I know the advantages of cooking with natural gas, in regions where it is available. But there is a somewhat popular expression that suggests that some obstacle to the completion of a task has been overcome, and further progress on the project will require [comparatively] little effort. I used this expression with a customer today, and he asked me where it came from. Not that he was unfamiliar with it; he was just asking about its origin.

Well, I couldn’t very well tell him that my uncle Bill invented it in 1963 when he was tuning up my dad’s lawn mower ('cos I’m pretty sure that isn’t true). Anybody have any knowledge of the expression’s origin?

It was a popular,“hep” ,expression in the 30’s meanng “SWELL”--------------and ,probably ,was a comment on cooking convenience when the kitchen evolved from the old coal/wood range into the wood/gas combination.

That’d put it well back into the 20s-------------and maybe even before.

After coal and wood,cooking with gas was REALLY “cookin’ with gas!”

y’didn’t even have tp use “lid lifters” when using the gas side!

EZ

I agree. But… Just maybe it means that cooking with gas is better than cooking with electricity? Many chiefs prefer gas heating because temperatures are more controlable.

Naa…

Whether this is universal or not I can’t say, but my grandfather used to use the expression all the time. He meant (I asked) as distinguished from a coal or wood stove, which was bulky, dirty, temperamental and had almost no heat control.

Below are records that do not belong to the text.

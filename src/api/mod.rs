//! Backend endpoints and their payloads.

use std::collections::BTreeMap;

use arcstr::ArcStr;
use serde::{Deserialize, Serialize};

use crate::error::Result;
use crate::netlist::{AliasHints, Subcircuit};
use crate::params::NumericParams;
use crate::pins::{DriveDescriptor, RoleClassification};
use crate::request::CancelToken;
use crate::waveform::SimulationResult;

pub mod http;

pub use http::HttpClient;

/// Nodes probed by the legacy demo testbench.
pub const LEGACY_NODES: [&str; 2] = ["a", "y"];

#[derive(Debug, Clone, PartialEq, Serialize)]
pub struct AnalyzeRequest {
    pub netlist: String,
    pub hints: AliasHints,
}

#[derive(Debug, Clone, Default, PartialEq, Deserialize)]
pub struct AnalyzeResponse {
    #[serde(default)]
    pub subckts: Vec<Subcircuit>,
}

#[derive(Debug, Clone, PartialEq, Serialize)]
pub struct UploadedSimulateRequest {
    pub netlist: String,
    pub subckt: Subcircuit,
    pub plot_nodes: Vec<ArcStr>,
    pub params: NumericParams,
    pub roles: RoleClassification,
    pub pin_drives: BTreeMap<ArcStr, DriveDescriptor>,
    pub hints: AliasHints,
}

#[derive(Debug, Clone, PartialEq, Serialize)]
pub struct LegacySimulateRequest {
    pub params: NumericParams,
    pub nodes: Vec<String>,
}

impl LegacySimulateRequest {
    pub fn new(params: NumericParams) -> Self {
        Self {
            params,
            nodes: LEGACY_NODES.iter().map(|n| n.to_string()).collect(),
        }
    }
}

#[derive(Debug, Clone, PartialEq, Deserialize)]
pub struct HealthResponse {
    pub ok: bool,
    #[serde(default)]
    pub ngspice: Option<String>,
}

#[derive(Debug, Clone, Default, PartialEq, Deserialize)]
pub struct TokenResponse {
    #[serde(default)]
    pub access_token: Option<String>,
}

/// The simulation service.
pub trait SimulationBackend {
    fn analyze(&self, req: &AnalyzeRequest) -> Result<AnalyzeResponse>;

    fn simulate_uploaded(
        &self,
        req: &UploadedSimulateRequest,
        cancel: &CancelToken,
    ) -> Result<SimulationResult>;

    fn simulate(&self, req: &LegacySimulateRequest, cancel: &CancelToken)
        -> Result<SimulationResult>;

    fn health(&self) -> Result<HealthResponse>;
}

/// The authentication service.
pub trait AuthApi {
    /// Exchanges or validates `token`.
    fn verify_token(&self, token: &str) -> Result<TokenResponse>;

    /// Obtains a fresh credential using the session cookie.
    fn refresh(&self) -> Result<TokenResponse>;
}
use std::time::{Duration, Instant};

/// Quiet period before an automatically triggered legacy run fires.
pub const QUIET_PERIOD: Duration = Duration::from_millis(300);

/// A single cancellable deadline: only the last scheduling within the quiet
/// period fires.
#[derive(Debug, Clone)]
pub struct Debouncer {
    quiet: Duration,
    deadline: Option<Instant>,
}

impl Default for Debouncer {
    fn default() -> Self {
        Self::new(QUIET_PERIOD)
    }
}

impl Debouncer {
    pub fn new(quiet: Duration) -> Self {
        Self {
            quiet,
            deadline: None,
        }
    }

    /// (Re)starts the quiet period at `now`, replacing any pending deadline.
    pub fn schedule(&mut self, now: Instant) {
        self.deadline = Some(now + self.quiet);
    }

    pub fn cancel(&mut self) {
        self.deadline = None;
    }

    #[inline]
    pub fn deadline(&self) -> Option<Instant> {
        self.deadline
    }

    #[inline]
    pub fn is_pending(&self) -> bool {
        self.deadline.is_some()
    }

    /// Consumes the deadline if it has passed.
    pub fn fire_if_due(&mut self, now: Instant) -> bool {
        match self.deadline {
            Some(d) if now >= d => {
                self.deadline = None;
                true
            }
            _ => false,
        }
    }
}

#[cfg(test)]
mod tests {
    use super::*;

    #[test]
    fn fires_once_after_quiet_period() {
        let t0 = Instant::now();
        let mut d = Debouncer::default();
        d.schedule(t0);
        assert!(!d.fire_if_due(t0 + Duration::from_millis(299)));
        assert!(d.fire_if_due(t0 + QUIET_PERIOD));
        assert!(!d.fire_if_due(t0 + Duration::from_secs(1)));
    }

    #[test]
    fn rescheduling_restarts_the_window() {
        let t0 = Instant::now();
        let mut d = Debouncer::default();
        d.schedule(t0);
        d.schedule(t0 + Duration::from_millis(200));
        assert!(!d.fire_if_due(t0 + Duration::from_millis(400)));
        assert!(d.fire_if_due(t0 + Duration::from_millis(500)));
    }

    #[test]
    fn cancel_drops_the_deadline() {
        let t0 = Instant::now();
        let mut d = Debouncer::default();
        d.schedule(t0);
        d.cancel();
        assert!(!d.is_pending());
        assert!(!d.fire_if_due(t0 + Duration::from_secs(1)));
    }
}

I work for an electric company and we always say, “Now we’re cooking with electricity.” Yeah, it’s pretty lame.

Gas preceded electricity.

Before gas, you hauled the appropriate combustible (typically wood) into the house (after chopping it), loaded up the stove, got the fire lit, waited while the burners warmed up to the proper temperature, (and the room got very hot), then controlled the temperature of the burners by adjusing the amount of flame, using the flue damper. The temperature would have been dependant on the type and dryness of the wood and would have changed every few minutes as the amount of wood inside the stove burned down or was fed again, a process that required multiple “feedings” throughout a large meal preparation.

To cook with gas, one opened the gas line, lit a match to the appropriate burner’s feed, and adjusted the flame height and color to the desired temperature. (This also meant that each burner could have a separate temperature, a feature nearly impossible to duplicate on a wood burning stove.)

The advantages of cooking with gas should be pretty apparent, at this point.

It only became popular in the 1940’s. GAs stoves were popular starting in the teens, and the phrase was used, but not in a metaphorical way, in the 1920-1935 period, at least not that seemed to make it into print. It definitey caught on in the 40’s.

One of the Andrews Sisters arrangements,circa '38.included the phrase in an exclamatory fashion-----------and there were others----------I seem to recall
Mr Armstromg putting asided the horn nd declaring it, also in the mid 30s period.

Ans so it goes---------or went!

EZ

Just a thought , could the phrase have come originally from a commercial, either from a gas company or a manufacturer of gas stoves ?

Yes, gaslamps preceded electric ones.

Damn. Sorry I came in so late, I missed out on this one.

I like to say, ‘Now we’re cooking with fire!:stuck_out_tongue:

There are about ten million sites that copy this phrasing word for word:

None of them, of course, give the name of advertiser, the date, the location of the ad, or any supporting material that might aid one in finding it.

While it’s very possible that an advertisement coined the phrase, it’s just as possible that the copywriter used a current expression to give the ad punch.

Many thanks to all for the responses.